À la fin du spectacle, il invita les invités à son stand spécialisé pour déguster du riz gluant, du vin de riz et du poisson grillé – les ingrédients mêmes qui composent le verset folklorique bien connu : « Riz de Muong Qua, poisson de la rivière Giang ».

À côté d'une jarre de vin de riz, M. Nghiep expliqua lentement un poème populaire ancestral. Selon ce poème, Muong Qua (aujourd'hui commune de Mon Son) est une plaine nichée entre les montagnes. Ici, grâce à l'ancien sol alluvial et à des sources d'eau stables provenant des ruisseaux de la forêt, les habitants ont développé très tôt la riziculture, créant une variété de riz aux grains uniformes, collants et parfumés, d'une douceur naturelle incomparable dans l'ouest de la province de Nghe An, un goût inoubliable… « Et les poissons de la rivière Giang sont un don de la grande forêt », ajouta M. Nghiep.

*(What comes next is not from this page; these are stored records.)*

//! Core types and traits for entmodel.
//!
//! This crate provides the foundations the unit of work is built on:
//!
//! - `Value` and `PrimaryKey` for dynamically typed entity state
//! - `EntityMetadata` and the `MetadataRegistry` resolution pass
//! - `Connection` trait and structured `Statement`s for drivers
//! - `Error` taxonomy shared by every crate in the workspace
//! - `Outcome` re-export from asupersync for cancel-correct operations
//! - `Cx` context for structured concurrency

// Re-export asupersync primitives for structured concurrency
pub use asupersync::{Cx, Outcome};

pub mod connection;
pub mod error;
pub mod metadata;
pub mod row;
pub mod types;
pub mod value;

pub use connection::{
    Capabilities, Condition, Connection, DeleteRow, DeleteStatement, FindRequest, InsertStatement,
    LockMode, QueryResult, Statement, UpdateRow, UpdateStatement, VersionCheck, quote_ident,
    values_match,
};
pub use error::{
    CascadeError, ConnectionError, ConnectionErrorKind, ConstraintError, ConstraintKind,
    EntityError, EntityErrorKind, Error, HookError, IdentityConflictError, MetadataError,
    MetadataErrorKind, OptimisticLockError, OrderingError, QueryError, QueryErrorKind, Result,
    TransactionError, TransactionErrorKind, TypeError,
};
pub use metadata::{
    Cascade, EntityMetadata, MetadataHook, MetadataRegistry, PivotTable, PropertyMetadata,
    RegistryBuilder, RelationKind, RelationMetadata,
};
pub use row::{FromValue, Row};
pub use types::{CustomType, PropertyType};
pub use value::{PrimaryKey, Value};
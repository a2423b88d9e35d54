//! Small descriptive statistics used by the chart renderer.

use crate::analysis::MAX_NUM_BINS;
use serde::Serialize;
use std::collections::HashMap;

#[derive(Debug, Clone, PartialEq, Serialize)]
pub struct HistogramBin {
    pub start: f64,
    pub end: f64,
    pub count: usize,
}

#[derive(Debug, Clone, PartialEq, Serialize)]
pub struct BoxPlotSummary {
    pub min: f64,
    pub q1: f64,
    pub median: f64,
    pub q3: f64,
    pub max: f64,
}

/// Equal-width bins over `[min, max]`. A zero-width range collapses to one bin.
///
/// The bin count is clamped to `1..=MAX_NUM_BINS`.
pub(crate) fn build_histogram(values: &[f64], min: f64, max: f64, bins: usize) -> Vec<HistogramBin> {
    if !min.is_finite() || !max.is_finite() {
        return Vec::new();
    }

    if (max - min).abs() < f64::EPSILON {
        return vec![HistogramBin {
            start: min,
            end: max,
            count: values.len(),
        }];
    }

    let bin_count = bins.clamp(1, MAX_NUM_BINS);
    let width = (max - min) / bin_count as f64;
    let mut counts = vec![0usize; bin_count];

    for value in values {
        if *value < min || *value > max {
            continue;
        }
        let index = (((value - min) / width) as usize).min(bin_count - 1);
        counts[index] += 1;
    }

    counts
        .into_iter()
        .enumerate()
        .map(|(idx, count)| HistogramBin {
            start: min + idx as f64 * width,
            end: min + (idx as f64 + 1.0) * width,
            count,
        })
        .collect()
}

pub(crate) fn quantile_sorted(values: &[f64], quantile: f64) -> f64 {
    if values.is_empty() {
        return 0.0;
    }
    let pos = quantile.clamp(0.0, 1.0) * (values.len() as f64 - 1.0);
    let lower = pos.floor() as usize;
    let upper = pos.ceil() as usize;
    if lower == upper {
        return values[lower];
    }
    let weight = pos - lower as f64;
    values[lower] + (values[upper] - values[lower]) * weight
}

pub(crate) fn box_plot(sorted: &[f64]) -> Option<BoxPlotSummary> {
    let (first, last) = (sorted.first()?, sorted.last()?);
    Some(BoxPlotSummary {
        min: *first,
        q1: quantile_sorted(sorted, 0.25),
        median: quantile_sorted(sorted, 0.5),
        q3: quantile_sorted(sorted, 0.75),
        max: *last,
    })
}

/// Fraction of `sorted` at or below each point.
pub(crate) fn ecdf_at(sorted: &[f64], points: &[f64]) -> Vec<(f64, f64)> {
    if sorted.is_empty() {
        return Vec::new();
    }
    points
        .iter()
        .map(|&p| {
            let below = sorted.partition_point(|v| *v <= p);
            (p, below as f64 / sorted.len() as f64)
        })
        .collect()
}

/// Matching quantiles of two sorted samples at `points` evenly spaced probabilities.
pub(crate) fn qq_points(left: &[f64], right: &[f64], points: usize) -> Vec<(f64, f64)> {
    if left.is_empty() || right.is_empty() || points == 0 {
        return Vec::new();
    }
    (0..points)
        .map(|i| {
            let q = (i as f64 + 0.5) / points as f64;
            (quantile_sorted(left, q), quantile_sorted(right, q))
        })
        .collect()
}

/// Histogram heights scaled to a probability density, at bin midpoints.
///
/// A zero-width bin has no density and yields no points.
pub(crate) fn density_points(bins: &[HistogramBin]) -> Vec<(f64, f64)> {
    let total: usize = bins.iter().map(|bin| bin.count).sum();
    if total == 0 {
        return Vec::new();
    }
    bins.iter()
        .filter(|bin| bin.end > bin.start)
        .map(|bin| {
            let width = bin.end - bin.start;
            (
                bin.start + width / 2.0,
                bin.count as f64 / (total as f64 * width),
            )
        })
        .collect()
}

/// At most `max` values taken at an even stride, keeping the first and last.
pub(crate) fn stride_sample(values: &[f64], max: usize) -> Vec<f64> {
    if values.len() <= max {
        return values.to_vec();
    }
    if max < 2 {
        return values.iter().take(max).copied().collect();
    }
    let step = (values.len() - 1) as f64 / (max - 1) as f64;
    (0..max)
        .map(|i| values[((i as f64 * step).round() as usize).min(values.len() - 1)])
        .collect()
}

/// Label frequencies, most frequent first; ties break alphabetically.
pub(crate) fn category_counts(labels: &[String]) -> Vec<(String, usize)> {
    let mut counts: HashMap<&str, usize> = HashMap::new();
    for label in labels {
        *counts.entry(label.as_str()).or_insert(0) += 1;
    }

    let mut sorted: Vec<(String, usize)> = counts
        .into_iter()
        .map(|(label, count)| (label.to_string(), count))
        .collect();
    sorted.sort_by(|a, b| b.1.cmp(&a.1).then_with(|| a.0.cmp(&b.0)));
    sorted
}
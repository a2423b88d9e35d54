//! Whole-table missingness: where are the gaps, and how dense is each row.

use super::presence::PresenceMatrix;
use crate::error::{Result, ResultExt};
use crate::types::{Intermediate, IntermediateKind, Payload, Source};
use polars::prelude::*;
use tracing::debug;

/// Compute the presence matrix and per-row densities for `df`.
///
/// Densities and column missing rates always describe the full table. Only the
/// returned matrix is cut down to the first `num_cols` columns and `num_rows`
/// rows; caps beyond the table size clamp to it.
pub fn compute_missing_spectrum(
    df: &DataFrame,
    num_rows: Option<usize>,
    num_cols: Option<usize>,
) -> Result<Intermediate> {
    let full = PresenceMatrix::from_dataframe(df).context("Building presence matrix")?;
    let density = full.row_densities();
    let column_missing_rates = full.column_missing_rates();

    let distribution = full.truncate(num_rows, num_cols);
    debug!(
        "Presence matrix {:?} truncated to {:?}",
        full.shape(),
        distribution.shape()
    );

    let mut source = Source::new(df);
    source.num_rows = num_rows;
    source.num_cols = num_cols;

    Ok(Intermediate::new(
        Payload::Spectrum {
            distribution,
            density,
            column_missing_rates,
        },
        source,
        IntermediateKind::Spectrum,
    ))
}
//! Column type gate.
//!
//! The analyzers only accept tables whose columns are numeric or categorical.
//! Classification is pluggable through [`ColumnClassifier`]; the default
//! [`DtypeClassifier`] decides from the polars dtype alone and never reads
//! row data.

use crate::error::{MissingError, Result};
use crate::utils::{is_label_dtype, is_numeric_dtype};
use polars::prelude::*;
use serde::{Deserialize, Serialize};
use tracing::debug;

/// Coarse type tag for a column.
#[derive(Debug, Clone, Copy, PartialEq, Eq, Hash, Serialize, Deserialize)]
#[serde(rename_all = "snake_case")]
pub enum ColumnType {
    Numeric,
    Categorical,
}

/// Maps a column to a [`ColumnType`].
///
/// Implementations return [`MissingError::UnclassifiableColumn`] for columns
/// that are neither numeric nor categorical.
pub trait ColumnClassifier: Send + Sync {
    fn classify(&self, column: &Column) -> Result<ColumnType>;
}

/// Classifies columns by dtype: integers and floats are numeric; strings,
/// categoricals and booleans are categorical.
#[derive(Debug, Clone, Copy, Default)]
pub struct DtypeClassifier;

impl ColumnClassifier for DtypeClassifier {
    fn classify(&self, column: &Column) -> Result<ColumnType> {
        let dtype = column.dtype();
        if is_numeric_dtype(dtype) {
            Ok(ColumnType::Numeric)
        } else if is_label_dtype(dtype) {
            Ok(ColumnType::Categorical)
        } else {
            Err(MissingError::UnclassifiableColumn {
                column: column.name().to_string(),
                dtype: format!("{:?}", dtype),
            })
        }
    }
}

/// Classify every column of `df`, stopping at the first one the classifier rejects.
///
/// Returns the column types in table order.
pub fn validate_column_types(
    df: &DataFrame,
    classifier: &dyn ColumnClassifier,
) -> Result<Vec<ColumnType>> {
    let types = df
        .get_columns()
        .iter()
        .map(|column| {
            classifier
                .classify(column)
                .map_err(|err| MissingError::UnsupportedColumnType {
                    column: column.name().to_string(),
                    dtype: match err {
                        MissingError::UnclassifiableColumn { dtype, .. } => dtype,
                        _ => format!("{:?}", column.dtype()),
                    },
                })
        })
        .collect::<Result<Vec<_>>>()?;

    debug!("All {} columns passed the type gate", types.len());
    Ok(types)
}
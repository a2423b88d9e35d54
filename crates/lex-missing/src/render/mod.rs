//! Rendering of intermediate results into chart specifications.
//!
//! A [`MissingRenderer`] has one routine per analyzer kind. Renderers receive
//! the [`Intermediate`] by shared reference and cannot alter it. The default
//! [`ChartRenderer`] produces serializable [`Figure`] values that a frontend
//! can draw directly.

mod charts;
mod stats;

pub use charts::{ChartRenderer, MAX_CATEGORIES, MAX_JITTER_POINTS};
pub use stats::{BoxPlotSummary, HistogramBin};

use crate::config::{LegendPosition, RenderConfig};
use crate::error::Result;
use crate::types::Intermediate;
use serde::Serialize;

/// Turns intermediate results into displayable figures.
pub trait MissingRenderer: Send + Sync {
    /// Render a whole-table spectrum result.
    fn render_spectrum(&self, intermediate: &Intermediate, config: &RenderConfig) -> Result<Figure>;

    /// Render a single-column impact result.
    fn render_impact(&self, intermediate: &Intermediate, config: &RenderConfig) -> Result<Figure>;

    /// Render a two-column impact result.
    fn render_impact_pair(
        &self,
        intermediate: &Intermediate,
        config: &RenderConfig,
    ) -> Result<Figure>;
}

// ============================================================================
// Figure Types
// ============================================================================

/// A single chart or a tabbed collection of charts.
#[derive(Debug, Clone, PartialEq, Serialize)]
#[serde(tag = "type", rename_all = "snake_case")]
pub enum Figure {
    Chart(Chart),
    Tabs { tabs: Vec<Tab> },
}

impl Figure {
    /// Tab titles, or the chart title for a single chart.
    pub fn titles(&self) -> Vec<&str> {
        match self {
            Figure::Chart(chart) => vec![chart.title.as_str()],
            Figure::Tabs { tabs } => tabs.iter().map(|tab| tab.title.as_str()).collect(),
        }
    }

    /// All charts in display order.
    pub fn charts(&self) -> Vec<&Chart> {
        match self {
            Figure::Chart(chart) => vec![chart],
            Figure::Tabs { tabs } => tabs.iter().map(|tab| &tab.chart).collect(),
        }
    }
}

#[derive(Debug, Clone, PartialEq, Serialize)]
pub struct Tab {
    pub title: String,
    pub chart: Chart,
}

/// One chart together with its display options.
#[derive(Debug, Clone, PartialEq, Serialize)]
pub struct Chart {
    pub title: String,
    pub height: u32,
    pub width: u32,
    pub alpha: f64,
    pub legend_position: LegendPosition,
    pub plot: Plot,
}

impl Chart {
    pub fn new(title: impl Into<String>, config: &RenderConfig, plot: Plot) -> Self {
        Self {
            title: title.into(),
            height: config.height,
            width: config.width,
            alpha: config.alpha,
            legend_position: config.legend_position,
            plot,
        }
    }
}

/// What a chart draws.
#[derive(Debug, Clone, PartialEq, Serialize)]
#[serde(tag = "kind", rename_all = "snake_case")]
pub enum Plot {
    /// 0/1 missing indicators, one inner vector per column.
    Heatmap {
        x_labels: Vec<String>,
        n_rows: usize,
        values: Vec<Vec<u8>>,
    },
    /// One value per position on the x axis.
    Line {
        x_label: String,
        y_label: String,
        values: Vec<f64>,
    },
    Bar {
        categories: Vec<String>,
        series: Vec<NamedSeries<Vec<f64>>>,
    },
    Histogram {
        series: Vec<NamedSeries<Vec<HistogramBin>>>,
    },
    BoxPlot {
        series: Vec<NamedSeries<BoxPlotSummary>>,
    },
    /// Empirical CDF as (value, cumulative fraction) points.
    Cdf {
        series: Vec<NamedSeries<Vec<(f64, f64)>>>,
    },
    /// Estimated density as (bin midpoint, density) points.
    Pdf {
        series: Vec<NamedSeries<Vec<(f64, f64)>>>,
    },
    /// Quantiles of one sample against another.
    Qq {
        x_label: String,
        y_label: String,
        points: Vec<(f64, f64)>,
    },
    /// Raw values per series, spread horizontally by the frontend.
    Jitter {
        series: Vec<NamedSeries<Vec<f64>>>,
    },
}

/// A data series labelled for the legend.
#[derive(Debug, Clone, PartialEq, Serialize)]
pub struct NamedSeries<T> {
    pub name: String,
    pub data: T,
}

impl<T> NamedSeries<T> {
    pub fn new(name: impl Into<String>, data: T) -> Self {
        Self {
            name: name.into(),
            data,
        }
    }
}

La rivière Giang est un affluent de premier ordre de la rivière Lam, prenant sa source dans la région montagneuse frontalière entre le Vietnam et le Laos. Son cours est principalement orienté nord-ouest/sud-est. La rivière traverse la commune de Mon Son, puis se jette dans la rivière Lam dans l'ancien district de Thanh Chuong. Longue d'environ 77 km (la majeure partie de son parcours traverse le cœur du parc national de Pu Mat, réserve de biosphère du Nghệ An occidental reconnue par l'UNESCO), elle couvre une superficie d'environ 1 050 km².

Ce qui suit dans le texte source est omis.